TASK ITEM
Go through the data line by line from the top, retyping each exactly, and end with the line that contains "honored as written;".

(Collected data)
----

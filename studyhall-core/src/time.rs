/// Timestamp normalization helpers
///
/// All stored timestamps are timezone-aware (`DateTime<Utc>`). Input that
/// arrives as text, however, may lack an explicit offset: deadlines typed
/// by users, rows imported from older deployments that stored local wall
/// time. Such values are localized to the configured deployment offset
/// before any arithmetic; a naive value never meets an aware one in a
/// subtraction.
use chrono::{DateTime, FixedOffset, NaiveDate, NaiveDateTime, Utc};
use thiserror::Error;

/// Accepted layouts for timestamps without an offset
const NAIVE_FORMATS: &[&str] = &[
    "%Y-%m-%dT%H:%M:%S%.f",
    "%Y-%m-%dT%H:%M:%S",
    "%Y-%m-%dT%H:%M",
    "%Y-%m-%d %H:%M:%S",
    "%Y-%m-%d %H:%M",
];

/// Timestamp parse error
#[derive(Debug, Error)]
pub enum TimestampError {
    /// Input matched no accepted layout
    #[error("unrecognized timestamp: {0:?}")]
    Unrecognized(String),

    /// Input fell in a gap or fold of the configured offset
    #[error("ambiguous local timestamp: {0:?}")]
    AmbiguousLocal(String),
}

/// Parses a timestamp, localizing offset-less input to `tz`.
///
/// Values carrying an explicit offset (RFC 3339) are honored as written;
/// everything else is interpreted as wall time in the configured offset.
///
/// # Example
///
/// ```
/// use chrono::FixedOffset;
/// use studyhall_core::time::parse_timestamp;
///
/// let tz: FixedOffset = "+05:00".parse().unwrap();
/// let aware = parse_timestamp("2024-06-01T12:00:00+05:00", tz).unwrap();
/// let naive = parse_timestamp("2024-06-01 12:00", tz).unwrap();
/// assert_eq!(aware.timestamp(), naive.timestamp());
/// ```
pub fn parse_timestamp(input: &str, tz: FixedOffset) -> Result<DateTime<Utc>, TimestampError> {
    let trimmed = input.trim();

    if let Ok(aware) = DateTime::parse_from_rfc3339(trimmed) {
        return Ok(aware.with_timezone(&Utc));
    }

    for format in NAIVE_FORMATS {
        if let Ok(naive) = NaiveDateTime::parse_from_str(trimmed, format) {
            return naive
                .and_local_timezone(tz)
                .single()
                .map(|local| local.with_timezone(&Utc))
                .ok_or_else(|| TimestampError::AmbiguousLocal(trimmed.to_string()));
        }
    }

    Err(TimestampError::Unrecognized(trimmed.to_string()))
}

/// Calendar day of `now` in the configured offset.
///
/// Usage counters bucket by this day, so "a new day" matches the audience's
/// wall clock rather than UTC midnight.
pub fn local_day(now: DateTime<Utc>, tz: FixedOffset) -> NaiveDate {
    now.with_timezone(&tz).date_naive()
}

#[cfg(test)]
mod tests {
    use super::*;
    use chrono::TimeZone;

    fn tz() -> FixedOffset {
        "+05:00".parse().unwrap()
    }

    #[test]
    fn test_parse_honors_explicit_offset() {
        let parsed = parse_timestamp("2024-06-01T12:00:00+02:00", tz()).unwrap();
        assert_eq!(parsed, Utc.with_ymd_and_hms(2024, 6, 1, 10, 0, 0).unwrap());
    }

    #[test]
    fn test_parse_localizes_naive_input() {
        for input in ["2024-06-01T12:00:00", "2024-06-01 12:00:00", "2024-06-01 12:00"] {
            let parsed = parse_timestamp(input, tz()).unwrap();
            assert_eq!(
                parsed,
                Utc.with_ymd_and_hms(2024, 6, 1, 7, 0, 0).unwrap(),
                "input {input:?}"
            );
        }
    }

    #[test]
    fn test_parse_rejects_garbage() {
        assert!(parse_timestamp("tomorrow-ish", tz()).is_err());
        assert!(parse_timestamp("", tz()).is_err());
    }

    #[test]
    fn test_local_day_crosses_utc_midnight() {
        // 21:30 UTC is already the next day at +05:00
        let now = Utc.with_ymd_and_hms(2024, 6, 1, 21, 30, 0).unwrap();
        assert_eq!(
            local_day(now, tz()),
            NaiveDate::from_ymd_opt(2024, 6, 2).unwrap()
        );
    }
}
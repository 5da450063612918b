/// Configuration management for the worker
///
/// This module loads configuration from environment variables and provides
/// a type-safe configuration struct.
///
/// # Environment Variables
///
/// - `DATABASE_URL`: PostgreSQL connection string (required)
/// - `BOT_API_BASE`: bot API base URL including credential (required)
/// - `TIMEZONE_OFFSET`: deployment UTC offset, e.g. `+05:00` (default: +00:00)
/// - `TICK_INTERVAL_SECS`: scheduler tick interval (default: 60)
/// - `NOTIFY_TIMEOUT_SECS`: bound on one send (default: 10)
/// - `USAGE_RETENTION_DAYS`: counter retention for the janitor (default: 7)
/// - `RUST_LOG`: log filter (default: info)
use std::env;
use std::time::Duration;

use chrono::FixedOffset;
use studyhall_core::db::pool::DatabaseConfig;

use crate::janitor::JanitorConfig;
use crate::scheduler::SchedulerConfig;

/// Complete worker configuration
#[derive(Debug, Clone)]
pub struct Config {
    /// Database configuration
    pub database: DatabaseConfig,

    /// Bot API base URL, credential included
    pub bot_api_base: String,

    /// Deployment timezone offset
    pub timezone_offset: FixedOffset,

    /// Scheduler configuration
    pub scheduler: SchedulerConfig,

    /// Janitor configuration
    pub janitor: JanitorConfig,
}

impl Config {
    /// Loads configuration from environment variables
    ///
    /// # Errors
    ///
    /// Returns an error if a required variable is missing or a value does
    /// not parse.
    pub fn from_env() -> anyhow::Result<Self> {
        // Load .env file if present (for development)
        dotenvy::dotenv().ok();

        let database_url = env::var("DATABASE_URL")
            .map_err(|_| anyhow::anyhow!("DATABASE_URL must be set"))?;
        let bot_api_base = env::var("BOT_API_BASE")
            .map_err(|_| anyhow::anyhow!("BOT_API_BASE must be set"))?;

        let timezone_offset: FixedOffset = env::var("TIMEZONE_OFFSET")
            .unwrap_or_else(|_| "+00:00".to_string())
            .parse()
            .map_err(|e| anyhow::anyhow!("invalid TIMEZONE_OFFSET: {e}"))?;

        let tick_interval_secs: u64 = env::var("TICK_INTERVAL_SECS")
            .unwrap_or_else(|_| "60".to_string())
            .parse()?;
        let notify_timeout_secs: u64 = env::var("NOTIFY_TIMEOUT_SECS")
            .unwrap_or_else(|_| "10".to_string())
            .parse()?;
        let usage_retention_days: i64 = env::var("USAGE_RETENTION_DAYS")
            .unwrap_or_else(|_| "7".to_string())
            .parse()?;

        Ok(Config {
            database: DatabaseConfig {
                url: database_url,
                ..Default::default()
            },
            bot_api_base,
            timezone_offset,
            scheduler: SchedulerConfig {
                tick_interval: Duration::from_secs(tick_interval_secs),
                notify_timeout: Duration::from_secs(notify_timeout_secs),
            },
            janitor: JanitorConfig {
                retention_days: usage_retention_days,
                ..Default::default()
            },
        })
    }
}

----

ANSWER SECTION
filename studyhall-core/src/time.rs
/// Timestamp normalization helpers
///
/// All stored timestamps are timezone-aware (`DateTime<Utc>`). Input that
/// arrives as text, however, may lack an explicit offset: deadlines typed
/// by users, rows imported from older deployments that stored local wall
/// time. Such values are localized to the configured deployment offset
/// before any arithmetic; a naive value never meets an aware one in a
/// subtraction.
use chrono::{DateTime, FixedOffset, NaiveDate, NaiveDateTime, Utc};
use thiserror::Error;

/// Accepted layouts for timestamps without an offset
const NAIVE_FORMATS: &[&str] = &[
    "%Y-%m-%dT%H:%M:%S%.f",
    "%Y-%m-%dT%H:%M:%S",
    "%Y-%m-%dT%H:%M",
    "%Y-%m-%d %H:%M:%S",
    "%Y-%m-%d %H:%M",
];

/// Timestamp parse error
#[derive(Debug, Error)]
pub enum TimestampError {
    /// Input matched no accepted layout
    #[error("unrecognized timestamp: {0:?}")]
    Unrecognized(String),

    /// Input fell in a gap or fold of the configured offset
    #[error("ambiguous local timestamp: {0:?}")]
    AmbiguousLocal(String),
}

/// Parses a timestamp, localizing offset-less input to `tz`.
///
/// Values carrying an explicit offset (RFC 3339) are honored as written;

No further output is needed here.